## WORK TO COMPLETE:
In the data, extract each line that holds the string "PgCategoryRepository".

## SOURCE MATERIAL:
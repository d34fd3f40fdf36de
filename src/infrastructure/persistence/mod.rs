//! Datastore implementations of the domain repository traits.
//!
//! # Repositories
//!
//! - [`PgCategoryRepository`] - Category storage
//! - [`PgTagRepository`] - Tag storage
//! - [`PgPostRepository`] - Post storage
//! - [`PgSessionRepository`] - Session token storage
//! - [`PgHealthRepository`] - Liveness probe
//! - [`MemoryDatastore`] - Every trait above, held in process memory
//!
//! [`Repositories`] bundles one implementation of each trait behind trait
//! objects so the rest of the application is backend-agnostic.

pub mod memory;
pub mod pg_category_repository;
pub mod pg_health_repository;
pub mod pg_post_repository;
pub mod pg_session_repository;
pub mod pg_tag_repository;

pub use memory::MemoryDatastore;
pub use pg_category_repository::PgCategoryRepository;
pub use pg_health_repository::PgHealthRepository;
pub use pg_post_repository::PgPostRepository;
pub use pg_session_repository::PgSessionRepository;
pub use pg_tag_repository::PgTagRepository;

use sqlx::PgPool;
use std::sync::Arc;

use crate::domain::repositories::{
    CategoryRepository, HealthRepository, PostRepository, SessionRepository, TagRepository,
};

/// One repository per entity type, selected by backend.
#[derive(Clone)]
pub struct Repositories {
    pub categories: Arc<dyn CategoryRepository>,
    pub tags: Arc<dyn TagRepository>,
    pub posts: Arc<dyn PostRepository>,
    pub sessions: Arc<dyn SessionRepository>,
    pub health: Arc<dyn HealthRepository>,
}

impl Repositories {
    /// PostgreSQL-backed repositories sharing one connection pool.
    pub fn postgres(pool: Arc<PgPool>) -> Self {
        Self {
            categories: Arc::new(PgCategoryRepository::new(pool.clone())),
            tags: Arc::new(PgTagRepository::new(pool.clone())),
            posts: Arc::new(PgPostRepository::new(pool.clone())),
            sessions: Arc::new(PgSessionRepository::new(pool.clone())),
            health: Arc::new(PgHealthRepository::new(pool)),
        }
    }

    /// Repositories backed by a fresh [`MemoryDatastore`].
    pub fn memory() -> Self {
        Self::from_memory(Arc::new(MemoryDatastore::new()))
    }

    /// Repositories backed by an existing [`MemoryDatastore`].
    pub fn from_memory(store: Arc<MemoryDatastore>) -> Self {
        Self {
            categories: store.clone(),
            tags: store.clone(),
            posts: store.clone(),
            sessions: store.clone(),
            health: store,
        }
    }
}
//! DTOs for tag endpoints.

use chrono::{DateTime, Utc};
use serde::{Deserialize, Serialize};
use uuid::Uuid;
use validator::Validate;

use crate::domain::entities::Tag;

/// Request body for `POST /api/tags`.
#[derive(Debug, Deserialize, Validate)]
pub struct CreateTagRequest {
    #[validate(length(min = 1, message = "Name is required"))]
    pub name: String,
}

#[derive(Debug, Serialize)]
pub struct TagItem {
    pub id: Uuid,
    pub name: String,
    pub slug: String,
    pub created_at: DateTime<Utc>,
}

impl From<Tag> for TagItem {
    fn from(t: Tag) -> Self {
        Self {
            id: t.id,
            name: t.name,
            slug: t.slug,
            created_at: t.created_at,
        }
    }
}

#[derive(Debug, Serialize)]
pub struct TagListResponse {
    pub items: Vec<TagItem>,
}
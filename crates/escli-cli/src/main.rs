//! Binary entrypoint for escli.

use std::process;

#[tokio::main]
async fn main() {
    let code = escli_cli::run().await;
    process::exit(code);
}
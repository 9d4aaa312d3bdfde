#![forbid(unsafe_code)]
#![deny(
    warnings,
    dead_code,
    unused,
    unused_imports,
    unused_must_use,
    unreachable_pub,
    clippy::all,
    clippy::pedantic,
    clippy::nursery,
    rustdoc::broken_intra_doc_links,
    rustdoc::bare_urls,
    missing_docs
)]
#![allow(clippy::redundant_pub_crate)]

//! Administrative command-line client for Elasticsearch clusters.
//!
//! Layout:
//! - `builder.rs`: declarative command definitions and arity policies
//! - `tree.rs`: command registry rendered to clap
//! - `executor.rs`: executor factory scoping one runner per invocation
//! - `client.rs`: HTTP connector and cluster runner
//! - `cli.rs`: argument parsing, dispatch and exit-status mapping
//! - `commands/`: built-in command handlers
//! - `main.rs`: thin entrypoint delegating to `run()`

pub mod builder;
pub(crate) mod cli;
pub mod client;
pub(crate) mod commands;
pub mod error;
pub mod executor;
pub mod output;
pub mod tree;

pub use builder::{ArgValidator, Arity, CommandBuilder, CommandContext, CommandDefinition};
pub use cli::{execute, run};
pub use error::{CliError, CliResult};
pub use executor::{Executor, ExecutorFactory, Runner, until_cancelled};
pub use output::OutputStream;
pub use tree::CommandTree;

## ANSWER SPACE:
//! - [`PgCategoryRepository`] - Category storage
pub use pg_category_repository::PgCategoryRepository;
            categories: Arc::new(PgCategoryRepository::new(pool.clone())),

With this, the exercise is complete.